Il faudra donc attendre encore un peu pour en savoir plus sur les intentions réelles des Pouvoirs Publics, c’est-à-dire, pour être parfaitement clair, sur leur volonté de réformer la Santé au travail.

Une volonté qui, aujourd’hui, est loin de sauter aux yeux, comme le montre le commentaire qui suit…

GP

Le discours de Jean-Denis Combrexelle, Directeur Général du Travail, à l’ouverture du 32ème Congrès national de Médecine et Santé au travail de Clermont-Ferrand, était très attendu, à moins d’un mois de l’entrée en vigueur des décrets d’application de la loi du 20 juillet 2011. Même si, évidemment, personne n’en attendait de scoop, tant la période est particulière, et délicate, coincée entre Elections présidentielles et Elections législatives.

C’est ce que Monsieur Combrexelle, évidemment tenu par son devoir de réserve, a dit en termes choisis, précisant, sans faire allusion à l’agenda politique, que « le Congrès de Clermont-Ferrand a une place particulière, car il suit la réforme »…

Que son élaboration ait été difficile et ait suscité des inquiétudes, comme il l’a affirmé, c’est une évidence. C’est aussi et surtout (et, contrairement à lui, je suis autorisé à le dire) une vision édulcorée de la réalité…

L’élaboration dont il parle a commencé en juin 2008 (!) et les inquiétudes ne s’expriment pas au passé ; elles sont bel et bien présentes aujourd’hui et valent pour les années à venir.

Comme il l’a souligné, « l’heure est maintenant à la mise en œuvre de la réforme » et nul ne peut contester que celle-ci sera en premier lieu à la charge des Services et des Professionnels, Médecins du travail, IPRP, Infirmiers et Assistants, sous le contrôle des Pouvoirs Publics.

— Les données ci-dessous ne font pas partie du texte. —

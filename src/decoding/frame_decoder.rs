use super::{unpack, DecompressError};
use crate::code::CodeMap;
use crate::frame::{FrameHeader, CHECKSUM_SIZE, FRAME_HEADER_SIZE};
use crate::table::DecoderTree;
use alloc::vec::Vec;

/// A parsed frame: header, rebuilt decoder tree and the still packed payload.
///
/// `FrameDecoder::new` checks everything that can be checked without decoding the payload.
/// [`FrameDecoder::decode`] does the rest.
///
/// ```
/// let frame = ruhuff::compress(b"a frame of bytes").unwrap();
/// let decoder = ruhuff::decoding::FrameDecoder::new(&frame).unwrap();
/// assert_eq!(decoder.header().content_size(), 16);
/// assert_eq!(decoder.decode().unwrap(), b"a frame of bytes");
/// ```
pub struct FrameDecoder<'s> {
    header: FrameHeader,
    tree: DecoderTree,
    payload: &'s [u8],
    checksum: Option<u32>,
}

impl<'s> FrameDecoder<'s> {
    pub fn new(source: &'s [u8]) -> Result<FrameDecoder<'s>, DecompressError> {
        let header = FrameHeader::read(source)?;
        let rest = &source[FRAME_HEADER_SIZE..];
        let (tree, table_size) = DecoderTree::read_table(rest, header.symbol_count())?;
        let rest = &rest[table_size..];

        let (payload, checksum) = if header.content_checksum() {
            if rest.len() < CHECKSUM_SIZE {
                return Err(DecompressError::MissingChecksum);
            }
            let (payload, checksum) = rest.split_at(rest.len() - CHECKSUM_SIZE);
            let checksum = u32::from_le_bytes([checksum[0], checksum[1], checksum[2], checksum[3]]);
            (payload, Some(checksum))
        } else {
            (rest, None)
        };

        Ok(FrameDecoder {
            header,
            tree,
            payload,
            checksum,
        })
    }

    pub fn header(&self) -> &FrameHeader {
        &self.header
    }

    pub fn tree(&self) -> &DecoderTree {
        &self.tree
    }

    /// The codes stored in the frame's table
    pub fn codes(&self) -> CodeMap {
        self.tree.codes()
    }

    /// Size of the packed payload in bytes
    pub fn payload_size(&self) -> usize {
        self.payload.len()
    }

    /// The checksum stored in the frame, if any
    pub fn stored_checksum(&self) -> Option<u32> {
        self.checksum
    }

    /// Decode the payload and verify it.
    ///
    /// Fails if the payload is too short for the announced content size, if bytes are left
    /// over after the last symbol, or if the content checksum doesn't match. Checksums are
    /// only verified with the `hash` feature.
    pub fn decode(&self) -> Result<Vec<u8>, DecompressError> {
        let (output, used) = unpack(self.payload, &self.tree, self.header.content_size())?;
        if used < self.payload.len() {
            return Err(DecompressError::TrailingPayload {
                got: self.payload.len() - used,
            });
        }

        if let Some(stored) = self.checksum {
            #[cfg(feature = "hash")]
            {
                let computed = crate::frame::content_checksum(&output);
                if computed != stored {
                    return Err(DecompressError::ChecksumMismatch { stored, computed });
                }
            }
            #[cfg(not(feature = "hash"))]
            {
                let _ = stored;
                vprintln!(
                    "Skipping verification of checksum 0x{:08X}, hash feature disabled",
                    stored
                );
            }
        }

        Ok(output)
    }
}

/// Summary of a frame, everything but the decoded content
#[derive(Debug, Clone)]
pub struct FrameInfo {
    pub header: FrameHeader,
    /// Codes read back from the rebuilt decoder tree
    pub codes: CodeMap,
    pub payload_size: usize,
    pub checksum: Option<u32>,
}

/// Parse the header and code table of a frame without decoding the payload.
pub fn inspect(source: &[u8]) -> Result<FrameInfo, DecompressError> {
    let decoder = FrameDecoder::new(source)?;
    Ok(FrameInfo {
        header: decoder.header,
        codes: decoder.codes(),
        payload_size: decoder.payload_size(),
        checksum: decoder.checksum,
    })
}

/// Read a whole frame from `reader` and write the decoded bytes to `writer`.
///
/// Returns the number of bytes written.
#[cfg(feature = "std")]
pub fn decompress_stream<R: std::io::Read, W: std::io::Write>(
    mut reader: R,
    mut writer: W,
) -> Result<usize, StreamDecompressError> {
    let mut source = Vec::new();
    reader.read_to_end(&mut source)?;
    let output = FrameDecoder::new(&source)?.decode()?;
    writer.write_all(&output)?;
    writer.flush()?;
    Ok(output.len())
}

#[cfg(feature = "std")]
#[derive(Debug, thiserror::Error)]
#[non_exhaustive]
pub enum StreamDecompressError {
    #[error(transparent)]
    Io(#[from] std::io::Error),
    #[error(transparent)]
    DecompressError(#[from] DecompressError),
}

Pour autant, on aura beau affirmer que l’heure n’est plus à la critique de tel ou tel aspect de la réforme, et qu’il faut désormais l’appliquer (ce que le « légalisme » impose), lui donner de l’ampleur et l’évaluer, le problème essentiel est que, telle quelle, ladite réforme est (et restera) très « critiquable » et manque (et manquera toujours) de cette « ampleur », de cette « ambition » qu’on aurait aimé (et dû) y trouver.

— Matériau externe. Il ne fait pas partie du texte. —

//! Symbol frequencies, the input to tree construction.

use alloc::vec::Vec;

/// A symbol together with how often it occurs.
#[derive(Debug, Clone, Copy, PartialEq, Eq)]
pub struct FrequencyEntry {
    pub symbol: u8,
    pub count: u64,
}

/// Mapping from symbol to occurrence count.
///
/// Entries keep their insertion order. Tree construction breaks ties between equal counts
/// by that order, so two tables with the same entries in the same order always produce
/// the same code table.
#[derive(Debug, Clone, PartialEq, Eq)]
pub struct FrequencyTable {
    entries: Vec<FrequencyEntry>,
    /// Position of each symbol in `entries`, if present
    index: [Option<u8>; 256],
}

#[derive(Debug, thiserror::Error)]
#[non_exhaustive]
pub enum FrequencyTableError {
    #[error("Symbol 0x{symbol:02X} is already present in the frequency table")]
    DuplicateSymbol { symbol: u8 },
}

impl Default for FrequencyTable {
    fn default() -> Self {
        Self::new()
    }
}

impl FrequencyTable {
    pub fn new() -> Self {
        FrequencyTable {
            entries: Vec::new(),
            index: [None; 256],
        }
    }

    /// Count every byte of `data`. Symbols are inserted in ascending order, only
    /// symbols that actually occur get an entry.
    pub fn from_bytes(data: &[u8]) -> Self {
        let mut counts = [0u64; 256];
        for byte in data {
            counts[*byte as usize] += 1;
        }

        let mut table = Self::new();
        for (symbol, count) in counts.iter().copied().enumerate() {
            if count > 0 {
                table.push_unchecked(symbol as u8, count);
            }
        }
        table
    }

    /// Build a table from `(symbol, count)` pairs, keeping their order.
    pub fn from_pairs(
        pairs: impl IntoIterator<Item = (u8, u64)>,
    ) -> Result<Self, FrequencyTableError> {
        let mut table = Self::new();
        for (symbol, count) in pairs {
            table.insert(symbol, count)?;
        }
        Ok(table)
    }

    pub fn insert(&mut self, symbol: u8, count: u64) -> Result<(), FrequencyTableError> {
        if self.index[symbol as usize].is_some() {
            return Err(FrequencyTableError::DuplicateSymbol { symbol });
        }
        self.push_unchecked(symbol, count);
        Ok(())
    }

    fn push_unchecked(&mut self, symbol: u8, count: u64) {
        // at most 256 distinct symbols, so the position always fits
        self.index[symbol as usize] = Some(self.entries.len() as u8);
        self.entries.push(FrequencyEntry { symbol, count });
    }

    pub fn get(&self, symbol: u8) -> Option<u64> {
        self.index[symbol as usize].map(|idx| self.entries[idx as usize].count)
    }

    pub fn entries(&self) -> &[FrequencyEntry] {
        &self.entries
    }

    pub fn len(&self) -> usize {
        self.entries.len()
    }

    pub fn is_empty(&self) -> bool {
        self.entries.is_empty()
    }

    pub fn total(&self) -> u64 {
        self.entries.iter().map(|e| e.count).sum()
    }
}
//! Serialization of the code table.
//!
//! Every symbol is stored as a fixed size record:
//!
//! | bytes | content |
//! |---|---|
//! | 1 | the symbol |
//! | 4 | the code length as a little endian `i32`, 0 to 32 |
//! | 4 | the code bits as a little endian `i32`, first path step in the highest used bit |
//!
//! Leading zeros of short codes are only recoverable through the stored length.
//! The records can appear in any order. The decoder rebuilds the tree by inserting one
//! record at a time, see [`DecoderTree`].
mod table_decoder;
mod table_encoder;

pub use table_decoder::*;
pub use table_encoder::*;

use crate::code::{Code, MAX_CODE_LEN};

/// Size of one serialized [`CodeRecord`] in bytes
pub const RECORD_SIZE: usize = 9;

/// One entry of the stored code table.
#[derive(Debug, Clone, Copy, PartialEq, Eq)]
pub struct CodeRecord {
    pub symbol: u8,
    pub code: Code,
}

impl CodeRecord {
    pub fn to_bytes(&self) -> [u8; RECORD_SIZE] {
        let mut buf = [0u8; RECORD_SIZE];
        buf[0] = self.symbol;
        buf[1..5].copy_from_slice(&i32::from(self.code.len()).to_le_bytes());
        // codes of 32 bits with the first step going right turn negative, the bit pattern is what counts
        buf[5..9].copy_from_slice(&self.code.bits().to_le_bytes());
        buf
    }

    pub fn from_bytes(buf: [u8; RECORD_SIZE]) -> Result<CodeRecord, TableDecodeError> {
        let symbol = buf[0];
        let len = i32::from_le_bytes([buf[1], buf[2], buf[3], buf[4]]);
        let bits = u32::from_le_bytes([buf[5], buf[6], buf[7], buf[8]]);

        if !(0..=i32::from(MAX_CODE_LEN)).contains(&len) {
            return Err(TableDecodeError::InvalidCodeLength { symbol, got: len });
        }
        let len = len as u8;
        let code =
            Code::new(bits, len).ok_or(TableDecodeError::CodeValueOutOfRange { symbol, bits, len })?;

        Ok(CodeRecord { symbol, code })
    }
}

#[cfg(test)]
mod tests {
    use super::{
        write_table, CodeRecord, DecoderTree, TableDecodeError, RECORD_SIZE,
    };
    use crate::code::{Code, CodeMap};
    use crate::frequency::FrequencyTable;
    use crate::tree::HuffmanTree;
    use alloc::vec::Vec;

    fn codes_for(data: &[u8]) -> CodeMap {
        let tree = HuffmanTree::build(&FrequencyTable::from_bytes(data)).unwrap();
        CodeMap::assign(&tree).unwrap()
    }

    #[test]
    fn record_layout() {
        let record = CodeRecord {
            symbol: b'a',
            code: Code::new(0b1100, 4).unwrap(),
        };
        assert_eq!(
            record.to_bytes(),
            [b'a', 4, 0, 0, 0, 0b1100, 0, 0, 0]
        );
        assert_eq!(CodeRecord::from_bytes(record.to_bytes()).unwrap(), record);

        let long = CodeRecord {
            symbol: 0xff,
            code: Code::new(0x8000_0001, 32).unwrap(),
        };
        assert_eq!(long.to_bytes(), [0xff, 32, 0, 0, 0, 1, 0, 0, 0x80]);
        assert_eq!(CodeRecord::from_bytes(long.to_bytes()).unwrap(), long);
    }

    #[test]
    fn invalid_records() {
        assert!(matches!(
            CodeRecord::from_bytes([1, 33, 0, 0, 0, 0, 0, 0, 0]),
            Err(TableDecodeError::InvalidCodeLength { symbol: 1, got: 33 })
        ));
        assert!(matches!(
            CodeRecord::from_bytes([1, 0xff, 0xff, 0xff, 0xff, 0, 0, 0, 0]),
            Err(TableDecodeError::InvalidCodeLength { got: -1, .. })
        ));
        assert!(matches!(
            CodeRecord::from_bytes([1, 2, 0, 0, 0, 0b111, 0, 0, 0]),
            Err(TableDecodeError::CodeValueOutOfRange { bits: 0b111, len: 2, .. })
        ));
    }

    #[test]
    fn table_roundtrip() {
        for data in [
            &b"abcdef"[..],
            &b"aaaaaaaaaaaaaaaaaaaaaaaaaaaaaaaaab"[..],
            &b"the quick brown fox jumps over the lazy dog"[..],
            &b"q"[..],
        ] {
            let codes = codes_for(data);
            let mut table = Vec::new();
            let written = write_table(&codes, &mut table);
            assert_eq!(written, codes.len());
            assert_eq!(table.len(), written * RECORD_SIZE);

            let (tree, bytes_read) = DecoderTree::read_table(&table, written).unwrap();
            assert_eq!(bytes_read, table.len());
            assert_eq!(tree.codes(), codes);
        }
    }

    #[test]
    fn table_is_deterministic() {
        let data = b"mississippi river banks";
        let mut first = Vec::new();
        let mut second = Vec::new();
        write_table(&codes_for(data), &mut first);
        write_table(&codes_for(data), &mut second);
        assert_eq!(first, second);
    }

    #[test]
    fn record_order_does_not_matter() {
        let codes = codes_for(b"abbcccddddeeeeeffffff");
        let mut table = Vec::new();
        write_table(&codes, &mut table);

        let mut reversed = Vec::new();
        for record in table.chunks(RECORD_SIZE).rev() {
            reversed.extend_from_slice(record);
        }
        let (tree, _) = DecoderTree::read_table(&reversed, codes.len()).unwrap();
        assert_eq!(tree.codes(), codes);
    }
}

« Les partenaires sociaux se sont impliqués dans la réforme » selon Monsieur Combrexelle et c’est la moindre des choses, mais que signifie exactement « s’impliquer » et jusqu’où leur « implication » est-elle allée ? S’il est impossible de répondre rapidement à ces questions, on peut malgré tout donner quelques clés de lecture : c’est à l’unanimité que, à la fin de l’année 2009, les Organisations syndicales ont rejeté le projet d’accord préparé par le MEDEF. C’est majoritairement que ces mêmes Organisations ont contesté le contenu de la loi du 20 juillet 2011 et des décrets du 30 janvier 2012. C’est enfin à une très large majorité (5 sur 6) que les Organisations syndicales représentant les Professionnels de Santé au travail ont dénoncé les lacunes de la réforme…

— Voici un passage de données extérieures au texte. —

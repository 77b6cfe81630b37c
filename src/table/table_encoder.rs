use super::CodeRecord;
use crate::code::CodeMap;
use alloc::vec::Vec;

/// Append one record per symbol to `out`, in the order the codes were assigned.
///
/// Returns the number of records written.
pub fn write_table(codes: &CodeMap, out: &mut Vec<u8>) -> usize {
    let mut written = 0;
    for (symbol, code) in codes.iter() {
        out.extend_from_slice(&CodeRecord { symbol, code }.to_bytes());
        written += 1;
    }
    vprintln!("Wrote code table with {} records", written);
    written
}
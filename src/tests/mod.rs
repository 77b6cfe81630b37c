
#[cfg(test)]
mod roundtrip {
    use crate::code::CodeMap;
    use crate::decoding::{decompress, decompress_raw};
    use crate::encoding::{compress, compress_raw_with_table, FrameCompressor};
    use crate::frequency::FrequencyTable;
    use crate::round_trip;
    use crate::table::{write_table, DecoderTree};
    use crate::tree::HuffmanTree;
    use alloc::vec;
    use alloc::vec::Vec;
    use rand::{Rng, SeedableRng};

    #[test]
    fn abcdef_with_any_weights() {
        for weights in [
            [5u64, 9, 12, 13, 16, 45],
            [1, 1, 1, 1, 1, 1],
            [100, 1, 100, 1, 100, 1],
            [1, 2, 4, 8, 16, 32],
        ] {
            let table = FrequencyTable::from_pairs(b"abcdef".iter().copied().zip(weights)).unwrap();
            let raw = compress_raw_with_table(b"abcdef", &table).unwrap();
            let (out, _) = decompress_raw(&raw.data, raw.symbol_count, raw.content_size).unwrap();
            assert_eq!(out, b"abcdef");
        }
    }

    #[test]
    fn small_inputs() {
        round_trip(b"a");
        round_trip(b"ab");
        round_trip(b"aaaaaaaaaaaaaaaaaaaaaaaaaaaaaaaaaaaaaaaaaaaa");
        round_trip(b"abracadabra");
        round_trip(&[0, 255, 0, 255, 128]);
        round_trip(&(0..=255u8).collect::<Vec<_>>());
    }

    #[test]
    fn single_symbol_frame() {
        let data = vec![b'x'; 1000];
        let frame = FrameCompressor::new().with_checksum(false).compress(&data).unwrap();
        // header + one record, no payload
        assert_eq!(frame.len(), 16 + 9);
        assert_eq!(decompress(&frame).unwrap(), data);
    }

    #[test]
    fn random_inputs() {
        let mut rng = rand::rngs::SmallRng::seed_from_u64(0xDEADBEEF);
        for _ in 0..200 {
            let len = rng.gen_range(1..4096);
            let alphabet = rng.gen_range(1..=256usize);
            let data: Vec<u8> = (0..len)
                .map(|_| {
                    // skew towards low symbols so code lengths vary
                    let a = rng.gen_range(0..alphabet);
                    let b = rng.gen_range(0..alphabet);
                    a.min(b) as u8
                })
                .collect();
            round_trip(&data);
        }
    }

    #[test]
    fn compresses_skewed_text() {
        let mut data = Vec::new();
        for _ in 0..100 {
            data.extend_from_slice(b"the rain in spain stays mainly in the plain. ");
        }
        let frame = compress(&data).unwrap();
        assert!(frame.len() < data.len() / 2 + 200);
        assert_eq!(decompress(&frame).unwrap(), data);
    }

    #[test]
    fn payload_size_matches_weighted_path_length() {
        let data = b"she sells sea shells by the sea shore";
        let table = FrequencyTable::from_bytes(data);
        let tree = HuffmanTree::build(&table).unwrap();
        let codes = CodeMap::assign(&tree).unwrap();
        assert_eq!(codes.encoded_bits(data), tree.weighted_path_length());

        let raw = compress_raw_with_table(data, &table).unwrap();
        let table_size = raw.symbol_count * crate::table::RECORD_SIZE;
        let payload_bits = tree.weighted_path_length().unwrap();
        assert_eq!(
            (raw.data.len() - table_size) as u64,
            payload_bits.div_ceil(8)
        );
    }

    #[test]
    fn rebuilt_tree_induces_same_codes() {
        let mut rng = rand::rngs::SmallRng::seed_from_u64(42);
        for _ in 0..50 {
            let symbols = rng.gen_range(1..=256usize);
            let table = FrequencyTable::from_pairs(
                (0..symbols).map(|symbol| (symbol as u8, rng.gen_range(0..10_000u64))),
            )
            .unwrap();
            let codes = CodeMap::assign(&HuffmanTree::build(&table).unwrap()).unwrap();

            let mut serialized = Vec::new();
            let count = write_table(&codes, &mut serialized);
            let (tree, _) = DecoderTree::read_table(&serialized, count).unwrap();
            assert_eq!(tree.codes(), codes);

            for (a, code_a) in codes.iter() {
                for (b, code_b) in codes.iter() {
                    assert!(a == b || !code_a.is_prefix_of(&code_b));
                }
            }
        }
    }

    #[test]
    fn identical_input_gives_identical_frames() {
        let data = b"deterministic output for identical input";
        assert_eq!(compress(data).unwrap(), compress(data).unwrap());
    }
}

Le « ralliement » tardif de certaines Organisations syndicales dont a implicitement fait état Monsieur Krynen, Vice-Président du COCT, qui s’est exprimé juste avant Monsieur Combrexelle, ne peut suffire à masquer ces réalités, pas plus qu’il ne peut masquer l’opposition déterminée à la loi du 20 juillet 2011 des Formations politiques qui composent l’actuel Gouvernement, tout au long des Débats qui ont précédé son adoption, à l’Assemblée Nationale et au Sénat…

Dans ces conditions, il apparaît pour le moins « osé » de voir dans la réforme le résultat d’une vraie concertation, et tout à fait impossible de parler de consensus…

Pour ne pas bloquer le système, ce dernier devra naturellement être recherché au niveau régional et dans la gouvernance des Services de Santé au travail, comme le souligne à juste titre Monsieur Combrexelle, mais le dire, c’est montrer l’extrême difficulté de l’exercice, compte tenu notamment de la multiplicité et de la diversité des acteurs concernés, ainsi que du contexte économique et social particulièrement complexe dans lequel se situe la réforme en cours.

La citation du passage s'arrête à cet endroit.